La Russie détient des centaines de personnes en Ukraine (ONU)


GENÈVE: Les enquêteurs de l’ONU ont déclaré vendredi qu’ils avaient documenté plus de 400 détentions arbitraires et disparitions forcées par les forces russes en Ukraine, et des dizaines par Kyivses troupes.
Mathilde Bognerchef de la Mission de surveillance des droits des Nations Unies présent en Ukraine depuis 2014, a dénoncé une augmentation spectaculaire des violations des droits depuis que la Russie a lancé son invasion à grande échelle en février.
S’adressant aux journalistes de Odessaelle a détaillé des milliers de morts civiles, des centaines de détentions arbitraires et documenté la torture et les mauvais traitements de prisonniers de guerre.
S’il était prouvé devant un tribunal “qu’un prisonnier de guerre a été torturé et maltraité pendant sa détention, ce serait un crime de guerre”, a-t-elle déclaré.
Elle a déclaré que son équipe avait vérifié que les forces russes et les groupes affiliés avaient arbitrairement détenu ou fait disparaître 416 personnes dans les zones qu’ils occupent ou contrôlent.
« Parmi eux, 16 ont été retrouvés morts et 166 relâchés », a-t-elle déclaré.
Ils ont également documenté 51 cas d’arrestations arbitraires et 30 autres qui pourraient équivaloir à une disparition forcée par les forces de l’ordre ukrainiennes, a ajouté Bogner.
La mission avait “un accès sans entrave” aux lieux de détention dans les zones contrôlées par l’Ukraine, a-t-elle dit, mais la Russie n’a pas autorisé l’accès aux prisonniers de guerre détenus sur son territoire ou dans les zones qu’elle contrôle.

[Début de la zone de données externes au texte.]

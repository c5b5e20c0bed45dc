//! Generator module - writes listing data and renders pages with the
//! built-in Tera templates

use std::collections::HashSet;
use std::fs;
use std::path::{Component, Path, PathBuf};

use serde::Serialize;
use tera::Context;

use crate::content::{BlogEntry, MarkdownDocument, MarkdownRenderer};
use crate::error::{Error, Result};
use crate::helpers::{encode_path, full_url_for};
use crate::listing::{generate_listings, Listing, ListingSet};
use crate::templates::{ArticleData, SiteData, TemplateRenderer};
use crate::theme::{AssetLoader, Theme};
use crate::Blog;

/// Static site generator using Tera templates
pub struct Generator {
    blog: Blog,
    renderer: TemplateRenderer,
    markdown: MarkdownRenderer,
    site: SiteData,
    theme: Theme,
}

impl Generator {
    /// Create a new generator
    pub fn new(blog: &Blog) -> Result<Self> {
        let config = &blog.config;
        let renderer = TemplateRenderer::new(&config.date_format)?;
        let markdown =
            MarkdownRenderer::with_options(&config.highlight.theme, config.highlight.line_number);

        Ok(Self {
            blog: blog.clone(),
            renderer,
            markdown,
            site: SiteData::from_config(config),
            theme: Theme::from_config(config),
        })
    }

    /// Generate the entire site
    ///
    /// Articles are rendered before listings, so a listing page wins over
    /// an article that maps to the same path. Category pages and data files
    /// left by an earlier build for a category that no longer exists are
    /// removed.
    pub fn generate(
        &self,
        documents: &[MarkdownDocument],
        entries: &[BlogEntry],
    ) -> Result<ListingSet> {
        let public_dir = &self.blog.public_dir;
        fs::create_dir_all(public_dir).map_err(|source| Error::WriteArtifact {
            path: public_dir.clone(),
            source,
        })?;

        let copied = AssetLoader::new(&self.blog.static_dir).copy_to(public_dir)?;
        if copied > 0 {
            tracing::info!("Copied {} static files", copied);
        }

        let listings = generate_listings(entries, &self.blog.config);
        let previous = self.previous_category_paths();
        let mut pages = HashSet::new();

        self.generate_article_pages(documents, &mut pages)?;
        self.write_listing_data(&listings)?;
        self.generate_listing_pages(&listings, &mut pages)?;
        self.remove_stale_pages(&previous, &pages)?;

        Ok(listings)
    }

    /// Directory holding the serialized listings
    pub fn data_dir(&self) -> PathBuf {
        self.blog
            .public_dir
            .join(self.blog.config.data_dir.trim_matches('/'))
            .join("blog")
    }

    /// Create a base context with common variables
    ///
    /// `page_path` is the page's output path relative to the public
    /// directory; it becomes the canonical URL.
    fn create_base_context(
        &self,
        page_title: &str,
        current_path: &str,
        page_path: &str,
    ) -> Context {
        let mut context = Context::new();
        context.insert("site", &self.site);
        context.insert("theme", &self.theme);
        context.insert("page_title", page_title);
        context.insert("page_description", &self.site.description);
        context.insert("current_path", current_path);
        context.insert(
            "canonical_url",
            &full_url_for(&self.blog.config, &encode_path(page_path)),
        );
        context
    }

    /// Output paths of the category listings written by the previous build,
    /// read back from their data files
    fn previous_category_paths(&self) -> Vec<String> {
        let Ok(files) = fs::read_dir(self.data_dir().join("categories")) else {
            return Vec::new();
        };

        files
            .filter_map(|file| file.ok())
            .filter(|file| file.path().extension().is_some_and(|ext| ext == "json"))
            .filter_map(|file| fs::read_to_string(file.path()).ok())
            .filter_map(|json| serde_json::from_str::<Listing>(&json).ok())
            .map(|listing| listing.path)
            .collect()
    }

    /// Delete category pages of the previous build that nothing in this
    /// build wrote
    fn remove_stale_pages(&self, previous: &[String], pages: &HashSet<PathBuf>) -> Result<()> {
        for path in previous {
            if !is_safe_relative(path) || path.trim_matches('/').is_empty() {
                continue;
            }
            let output_path = self.page_output_path(path);
            if pages.contains(&output_path) || !output_path.is_file() {
                continue;
            }

            fs::remove_file(&output_path).map_err(|source| Error::WriteArtifact {
                path: output_path.clone(),
                source,
            })?;
            // Only succeeds when the directory held nothing else
            if let Some(dir) = output_path.parent() {
                let _ = fs::remove_dir(dir);
            }
            tracing::info!("Removed stale category page {:?}", output_path);
        }
        Ok(())
    }

    /// Write the "all posts" listing and one file per category as JSON
    ///
    /// The category directory is rebuilt from scratch so it holds exactly
    /// the categories of this build.
    fn write_listing_data(&self, listings: &ListingSet) -> Result<()> {
        let data_dir = self.data_dir();

        let categories_dir = data_dir.join("categories");
        if categories_dir.exists() {
            fs::remove_dir_all(&categories_dir).map_err(|source| Error::WriteArtifact {
                path: categories_dir.clone(),
                source,
            })?;
        }

        let output_path = data_dir.join("index.json");
        write_json(&output_path, &listings.all)?;
        tracing::info!("Generated blog listing data at {:?}", output_path);

        for listing in listings.categories.values() {
            let output_path = data_dir
                .join("categories")
                .join(format!("{}.json", listing.path.trim_end_matches('/')));
            write_json(&output_path, listing)?;
            tracing::info!(
                "Generated category data for '{}' at {:?}",
                listing.category.as_deref().unwrap_or_default(),
                output_path
            );
        }

        Ok(())
    }

    /// Render the "all posts" page and one page per category
    fn generate_listing_pages(
        &self,
        listings: &ListingSet,
        pages: &mut HashSet<PathBuf>,
    ) -> Result<()> {
        let output_path = self.render_listing(&listings.all, pages)?;
        tracing::info!("Generated blog listing index at {:?}", output_path);

        for listing in listings.categories.values() {
            let output_path = self.render_listing(listing, pages)?;
            tracing::info!(
                "Generated category page for '{}' at {:?}",
                listing.category.as_deref().unwrap_or_default(),
                output_path
            );
        }

        Ok(())
    }

    fn render_listing(&self, listing: &Listing, pages: &mut HashSet<PathBuf>) -> Result<PathBuf> {
        let mut context = self.create_base_context(&listing.title, &listing.route, &listing.path);
        context.insert("listing", listing);

        let html = self.renderer.render("listing.html", &context)?;

        let output_path = self.page_output_path(&listing.path);
        claim_page(pages, &output_path);
        write_artifact(&output_path, html.as_bytes())?;
        Ok(output_path)
    }

    /// Render one page per markdown document
    fn generate_article_pages(
        &self,
        documents: &[MarkdownDocument],
        pages: &mut HashSet<PathBuf>,
    ) -> Result<()> {
        let mut count = 0;

        for doc in documents {
            if !is_safe_relative(&doc.path) {
                tracing::warn!(
                    "Not rendering {:?}: its route {:?} leaves the public directory",
                    doc.file_path,
                    doc.route
                );
                continue;
            }

            let rendered = self.markdown.render(&doc.body);
            let entry = BlogEntry::from_document(doc).ok();
            let title = doc
                .front_matter
                .single("title")
                .unwrap_or_default()
                .to_string();

            let article = ArticleData {
                title: title.clone(),
                route: doc.route.clone(),
                content: rendered.html,
                headings: rendered.headings,
            };

            let page_title = if title.is_empty() {
                &self.site.title
            } else {
                &title
            };
            let mut context = self.create_base_context(page_title, &doc.route, &doc.path);
            context.insert("article", &article);
            if let Some(entry) = &entry {
                context.insert("page_description", &entry.description);
                context.insert("entry", entry);
            }

            let html = self.renderer.render("article.html", &context)?;

            let output_path = self.page_output_path(&doc.path);
            claim_page(pages, &output_path);
            write_artifact(&output_path, html.as_bytes())?;
            tracing::debug!("Generated article: {:?}", output_path);
            count += 1;
        }

        tracing::info!("Generated {} article pages", count);
        Ok(())
    }

    /// `<public>/<path>/index.html`
    fn page_output_path(&self, path: &str) -> PathBuf {
        // Strip slashes to avoid creating absolute paths
        let clean_path = path.trim_matches('/');
        if clean_path.is_empty() {
            self.blog.public_dir.join("index.html")
        } else {
            self.blog.public_dir.join(clean_path).join("index.html")
        }
    }
}

/// Record a page written in this build, warning when one replaces another
fn claim_page(pages: &mut HashSet<PathBuf>, output_path: &Path) {
    if !pages.insert(output_path.to_path_buf()) {
        tracing::warn!(
            "{:?} overwrites a page generated earlier in this build",
            output_path
        );
    }
}

/// A public-relative path that stays inside the public directory
fn is_safe_relative(path: &str) -> bool {
    Path::new(path.trim_start_matches('/'))
        .components()
        .all(|c| matches!(c, Component::Normal(_) | Component::CurDir))
}

fn write_json<T: Serialize>(path: &Path, value: &T) -> Result<()> {
    let mut json = serde_json::to_string_pretty(value)?;
    json.push('\n');
    write_artifact(path, json.as_bytes())
}

/// Write a file, creating its parent directories
fn write_artifact(path: &Path, contents: &[u8]) -> Result<()> {
    if let Some(parent) = path.parent() {
        fs::create_dir_all(parent).map_err(|source| Error::WriteArtifact {
            path: parent.to_path_buf(),
            source,
        })?;
    }
    fs::write(path, contents).map_err(|source| Error::WriteArtifact {
        path: path.to_path_buf(),
        source,
    })
}
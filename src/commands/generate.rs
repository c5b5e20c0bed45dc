//! Generate static files

use anyhow::Result;
use notify::Watcher;
use std::sync::mpsc::channel;
use std::time::{Duration, Instant};

use crate::content::loader::ContentLoader;
use crate::generator::Generator;
use crate::Blog;

/// Run the whole pipeline once
pub fn run(blog: &Blog) -> Result<()> {
    let start = Instant::now();

    let (documents, entries) = ContentLoader::new(blog).load_entries()?;
    tracing::info!(
        "Loaded {} documents, {} listed as blog entries",
        documents.len(),
        entries.len()
    );

    let generator = Generator::new(blog)?;
    let listings = generator.generate(&documents, &entries)?;

    let duration = start.elapsed();
    tracing::info!(
        "Generated {} listings in {:.2}s",
        listings.categories.len() + 1,
        duration.as_secs_f64()
    );

    Ok(())
}

/// Watch for file changes and regenerate
///
/// `_config.yml` is read again before every rebuild.
pub async fn watch(blog: &Blog) -> Result<()> {
    let (tx, rx) = channel();

    let mut watcher = notify::recommended_watcher(move |res| {
        if let Ok(event) = res {
            let _ = tx.send(event);
        }
    })?;

    watcher.watch(&blog.source_dir, notify::RecursiveMode::Recursive)?;

    if blog.static_dir.exists() {
        watcher.watch(&blog.static_dir, notify::RecursiveMode::Recursive)?;
    }

    let config_path = blog.base_dir.join("_config.yml");
    if config_path.exists() {
        watcher.watch(&config_path, notify::RecursiveMode::NonRecursive)?;
    }

    tracing::info!("Watching for changes. Press Ctrl+C to stop.");

    // Debounce events
    let mut last_rebuild = Instant::now();

    loop {
        match rx.recv_timeout(Duration::from_millis(100)) {
            Ok(_event) => {
                if last_rebuild.elapsed() > Duration::from_millis(500) {
                    tracing::info!("File changed, regenerating...");
                    let result = Blog::new(&blog.base_dir).and_then(|blog| run(&blog));
                    if let Err(e) = result {
                        tracing::error!("Generation failed: {:#}", e);
                    }
                    last_rebuild = Instant::now();
                }
            }
            Err(std::sync::mpsc::RecvTimeoutError::Timeout) => {}
            Err(std::sync::mpsc::RecvTimeoutError::Disconnected) => {
                break;
            }
        }
    }

    Ok(())
}
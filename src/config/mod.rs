//! Configuration module

mod site;

pub use site::ColorMode;
pub use site::HighlightConfig;
pub use site::Palette;
pub use site::Palettes;
pub use site::SiteConfig;
pub use site::ThemeConfig;
//! End-to-end builds of small sites

use std::collections::BTreeMap;
use std::fs;
use std::path::{Path, PathBuf};

use kdroid_blog::config::SiteConfig;
use kdroid_blog::content::loader::ContentLoader;
use kdroid_blog::content::BlogEntry;
use kdroid_blog::listing::Listing;
use kdroid_blog::Blog;
use tempfile::TempDir;
use walkdir::WalkDir;

fn write(dir: &Path, relative: &str, content: &str) {
    let path = dir.join(relative);
    fs::create_dir_all(path.parent().unwrap()).unwrap();
    fs::write(path, content).unwrap();
}

fn post(title: &str, date: &str, category: &str) -> String {
    format!(
        "---\ntitle: '{}'\ndescription: About {}\nauthor: Jane\ndate: {}\ncategory: {}\n---\n\n## FAQ\n\nText\n\n## FAQ\n",
        title.replace('\'', "''"),
        title,
        date,
        category
    )
}

fn site() -> (TempDir, Blog) {
    let dir = TempDir::new().unwrap();
    let source = dir.path().join("markdown");
    write(&source, "blog/First.md", &post("First", "2024-01-01", "kotlin"));
    write(&source, "blog/Second.md", &post("Second", "2024-03-01", "android"));
    write(&source, "blog/Third.md", &post("Third", "2024-01-01", "kotlin"));
    write(&source, "About.md", "---\ntitle: About\n---\nWho we are\n");
    write(dir.path(), "static/css/site.css", "body {}");
    let blog = Blog::new(dir.path()).unwrap();
    (dir, blog)
}

fn read_listing(path: PathBuf) -> Listing {
    serde_json::from_str(&fs::read_to_string(path).unwrap()).unwrap()
}

fn titles(listing: &Listing) -> Vec<&str> {
    listing.entries.iter().map(|e| e.title.as_str()).collect()
}

/// Every file under `dir` with its bytes
fn snapshot(dir: &Path) -> BTreeMap<PathBuf, Vec<u8>> {
    WalkDir::new(dir)
        .into_iter()
        .map(|e| e.unwrap())
        .filter(|e| e.file_type().is_file())
        .map(|e| {
            let relative = e.path().strip_prefix(dir).unwrap().to_path_buf();
            (relative, fs::read(e.path()).unwrap())
        })
        .collect()
}

#[test]
fn test_full_build() {
    let (dir, blog) = site();
    blog.generate().unwrap();
    let public = dir.path().join("public");

    let all = read_listing(public.join("_data/blog/index.json"));
    assert_eq!(titles(&all), vec!["Second", "First", "Third"]);
    assert_eq!(all.route, "/blog/");

    let kotlin = read_listing(public.join("_data/blog/categories/kotlin.json"));
    assert_eq!(titles(&kotlin), vec!["First", "Third"]);
    assert_eq!(kotlin.title, "Kotlin Posts");
    assert_eq!(kotlin.route, "/kotlin/");

    let listing = fs::read_to_string(public.join("blog/index.html")).unwrap();
    let second = listing.find("Second").unwrap();
    let first = listing.find("First").unwrap();
    let third = listing.find("Third").unwrap();
    assert!(second < first && first < third);
    assert!(listing.contains(r#"<a href="/blog/second">Second</a>"#));

    assert!(public.join("kotlin/index.html").is_file());
    assert!(public.join("android/index.html").is_file());
    assert!(public.join("css/site.css").is_file());

    let article = fs::read_to_string(public.join("blog/first/index.html")).unwrap();
    assert!(article.contains(r#"<h2 id="faq">"#));
    assert!(article.contains(r#"<h2 id="faq-1">"#));
    assert!(article.contains(r##"<a class="hover-link" href="#faq-1">#</a>"##));

    let about = fs::read_to_string(public.join("about/index.html")).unwrap();
    assert!(about.contains("Who we are"));
}

#[test]
fn test_build_is_idempotent() {
    let (dir, blog) = site();
    let public = dir.path().join("public");

    blog.generate().unwrap();
    let first = snapshot(&public);
    blog.generate().unwrap();
    let second = snapshot(&public);

    assert!(!first.is_empty());
    assert_eq!(first, second);
}

#[test]
fn test_rebuild_drops_emptied_category() {
    let (dir, blog) = site();
    let public = dir.path().join("public");
    blog.generate().unwrap();
    assert!(public.join("android/index.html").is_file());

    fs::remove_file(dir.path().join("markdown/blog/Second.md")).unwrap();
    blog.generate().unwrap();

    assert!(!public.join("android").exists());
    assert!(!public.join("_data/blog/categories/android.json").exists());
    assert!(public.join("_data/blog/categories/kotlin.json").is_file());
    let all = read_listing(public.join("_data/blog/index.json"));
    assert_eq!(titles(&all), vec!["First", "Third"]);
}

#[test]
fn test_quotes_survive_round_trip() {
    let dir = TempDir::new().unwrap();
    write(
        &dir.path().join("markdown"),
        "blog/Quoted.md",
        &post(r#"He said "hi" & <left>"#, "2024-01-01", "kotlin"),
    );
    let blog = Blog::new(dir.path()).unwrap();
    blog.generate().unwrap();
    let public = dir.path().join("public");

    let all = read_listing(public.join("_data/blog/index.json"));
    assert_eq!(all.entries[0].title, r#"He said "hi" & <left>"#);

    let html = fs::read_to_string(public.join("blog/index.html")).unwrap();
    assert!(html.contains("He said &quot;hi&quot; &amp; &lt;left&gt;"));
    assert!(!html.contains("<left>"));
}

#[test]
fn test_empty_site() {
    let dir = TempDir::new().unwrap();
    fs::create_dir_all(dir.path().join("markdown")).unwrap();
    let blog = Blog::new(dir.path()).unwrap();
    blog.generate().unwrap();
    let public = dir.path().join("public");

    let all = read_listing(public.join("_data/blog/index.json"));
    assert!(all.entries.is_empty());
    assert!(!public.join("_data/blog/categories").exists());
    assert!(public.join("blog/index.html").is_file());
}

#[test]
fn test_skipped_documents() {
    let dir = TempDir::new().unwrap();
    let source = dir.path().join("markdown");
    write(&source, "blog/Good.md", &post("Good", "2024-01-01", "kotlin"));
    write(
        &source,
        "blog/TwoAuthors.md",
        "---\ntitle: T\ndescription: D\nauthor: [A, B]\ndate: 2024-01-01\ncategory: kotlin\n---\n",
    );
    write(
        &source,
        "blog/NoCategory.md",
        "---\ntitle: T\ndescription: D\nauthor: A\ndate: 2024-01-01\n---\n",
    );
    let blog = Blog::new(dir.path()).unwrap();

    let (documents, entries) = ContentLoader::new(&blog).load_entries().unwrap();
    assert_eq!(documents.len(), 3);
    assert_eq!(entries.len(), 1);
    assert_eq!(entries[0].title, "Good");

    let skipped: Vec<_> = documents
        .iter()
        .filter_map(|d| BlogEntry::from_document(d).err())
        .map(|e| e.missing)
        .collect();
    assert_eq!(skipped, vec![vec!["category"], vec!["author"]]);
}

#[test]
fn test_missing_source_dir_fails() {
    let dir = TempDir::new().unwrap();
    let blog = Blog::with_config(dir.path(), SiteConfig::default());
    assert!(blog.generate().is_err());
}

#[test]
fn test_clean_removes_output() {
    let (dir, blog) = site();
    blog.generate().unwrap();
    blog.clean().unwrap();
    assert!(!dir.path().join("public").exists());
}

“C’est d’autant plus inquiétant que nous avons documenté que des prisonniers de guerre au pouvoir de la Fédération de Russie (…) ont subi des tortures et des mauvais traitements, et dans certains lieux de détention manquent de nourriture, d’eau, de soins de santé et d’assainissement”, a-t-il ajouté. dit-elle.
Elle a décrit un “processus d’accueil”, au cours duquel les nouveaux détenus ont été forcés de marcher dans un couloir avec des gardes armés alignés de chaque côté, les battant sévèrement au fur et à mesure.
Bogner s’est dit profondément préoccupé par la situation sanitaire dans le Olenivka colonie pénitentiaire, où elle a dit prisonniers de guerre souffraient de maladies infectieuses, dont l’hépatite A et la tuberculose.
L’équipe avait également documenté certains cas de torture et de mauvais traitements de prisonniers de guerre russes détenus par des Ukrainiens, généralement au moment de la capture et pendant le transport vers les camps de prisonniers.